§ **ASSIGNMENT**
Show every line from the data below that includes "warn".

(Collected data entries)
___
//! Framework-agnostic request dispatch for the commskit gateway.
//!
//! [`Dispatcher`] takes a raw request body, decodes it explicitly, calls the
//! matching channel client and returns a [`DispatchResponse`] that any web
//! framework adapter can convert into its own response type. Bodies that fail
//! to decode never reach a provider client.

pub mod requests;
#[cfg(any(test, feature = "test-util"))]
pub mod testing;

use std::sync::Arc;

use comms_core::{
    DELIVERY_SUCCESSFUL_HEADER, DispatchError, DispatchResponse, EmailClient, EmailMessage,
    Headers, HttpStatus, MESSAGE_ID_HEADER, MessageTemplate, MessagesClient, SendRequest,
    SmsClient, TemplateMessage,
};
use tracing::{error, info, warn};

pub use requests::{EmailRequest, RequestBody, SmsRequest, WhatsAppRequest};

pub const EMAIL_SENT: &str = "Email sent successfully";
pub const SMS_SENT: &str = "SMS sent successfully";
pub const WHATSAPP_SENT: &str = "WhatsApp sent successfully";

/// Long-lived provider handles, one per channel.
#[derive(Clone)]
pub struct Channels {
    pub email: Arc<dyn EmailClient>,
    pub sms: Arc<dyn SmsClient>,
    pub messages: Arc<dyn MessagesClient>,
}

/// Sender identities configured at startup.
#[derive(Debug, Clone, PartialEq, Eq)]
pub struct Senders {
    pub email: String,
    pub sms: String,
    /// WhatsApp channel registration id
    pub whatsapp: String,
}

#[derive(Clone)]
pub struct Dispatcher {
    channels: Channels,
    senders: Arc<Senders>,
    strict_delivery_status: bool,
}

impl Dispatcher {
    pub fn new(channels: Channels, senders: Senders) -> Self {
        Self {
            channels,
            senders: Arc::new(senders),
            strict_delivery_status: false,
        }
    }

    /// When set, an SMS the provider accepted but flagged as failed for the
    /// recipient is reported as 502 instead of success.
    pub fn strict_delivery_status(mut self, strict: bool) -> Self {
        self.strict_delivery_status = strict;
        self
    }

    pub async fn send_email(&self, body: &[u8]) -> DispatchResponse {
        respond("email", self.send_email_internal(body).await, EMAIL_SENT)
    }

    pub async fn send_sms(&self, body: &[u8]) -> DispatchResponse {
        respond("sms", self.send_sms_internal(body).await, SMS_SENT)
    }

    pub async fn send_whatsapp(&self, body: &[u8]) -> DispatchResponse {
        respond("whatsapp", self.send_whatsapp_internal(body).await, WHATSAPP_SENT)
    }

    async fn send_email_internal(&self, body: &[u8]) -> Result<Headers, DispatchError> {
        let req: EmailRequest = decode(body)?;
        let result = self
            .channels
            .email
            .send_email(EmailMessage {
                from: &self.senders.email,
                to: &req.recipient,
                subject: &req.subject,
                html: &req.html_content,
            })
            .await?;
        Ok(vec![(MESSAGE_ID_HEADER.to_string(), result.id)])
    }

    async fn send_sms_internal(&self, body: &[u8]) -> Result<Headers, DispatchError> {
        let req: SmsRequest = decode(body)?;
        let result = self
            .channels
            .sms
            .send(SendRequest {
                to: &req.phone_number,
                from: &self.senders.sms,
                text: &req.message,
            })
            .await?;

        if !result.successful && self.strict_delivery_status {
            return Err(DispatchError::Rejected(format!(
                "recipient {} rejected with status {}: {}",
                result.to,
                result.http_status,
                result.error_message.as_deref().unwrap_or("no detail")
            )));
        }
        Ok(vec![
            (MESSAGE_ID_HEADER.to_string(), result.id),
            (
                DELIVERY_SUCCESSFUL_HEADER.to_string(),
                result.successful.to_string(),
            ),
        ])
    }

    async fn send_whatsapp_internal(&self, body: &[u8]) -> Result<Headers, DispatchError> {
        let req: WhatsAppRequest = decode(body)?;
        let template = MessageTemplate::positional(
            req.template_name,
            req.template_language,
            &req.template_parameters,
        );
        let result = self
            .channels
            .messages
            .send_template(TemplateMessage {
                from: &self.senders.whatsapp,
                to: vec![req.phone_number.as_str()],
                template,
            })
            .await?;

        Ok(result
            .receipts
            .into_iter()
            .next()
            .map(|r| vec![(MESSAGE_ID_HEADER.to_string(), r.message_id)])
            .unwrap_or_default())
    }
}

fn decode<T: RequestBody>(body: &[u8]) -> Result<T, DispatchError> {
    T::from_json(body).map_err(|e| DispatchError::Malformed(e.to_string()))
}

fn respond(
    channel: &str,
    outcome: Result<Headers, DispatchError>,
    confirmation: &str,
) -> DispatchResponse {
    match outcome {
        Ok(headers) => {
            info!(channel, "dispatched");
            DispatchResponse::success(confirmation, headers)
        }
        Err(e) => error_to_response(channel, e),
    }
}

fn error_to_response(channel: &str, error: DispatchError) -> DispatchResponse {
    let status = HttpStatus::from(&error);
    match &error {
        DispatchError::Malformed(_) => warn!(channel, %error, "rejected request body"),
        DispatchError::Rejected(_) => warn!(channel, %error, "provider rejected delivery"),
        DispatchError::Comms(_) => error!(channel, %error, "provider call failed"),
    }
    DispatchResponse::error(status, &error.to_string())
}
___
§ **SOLUTION**
use tracing::{error, info, warn};
        DispatchError::Malformed(_) => warn!(channel, %error, "rejected request body"),
        DispatchError::Rejected(_) => warn!(channel, %error, "provider rejected delivery"),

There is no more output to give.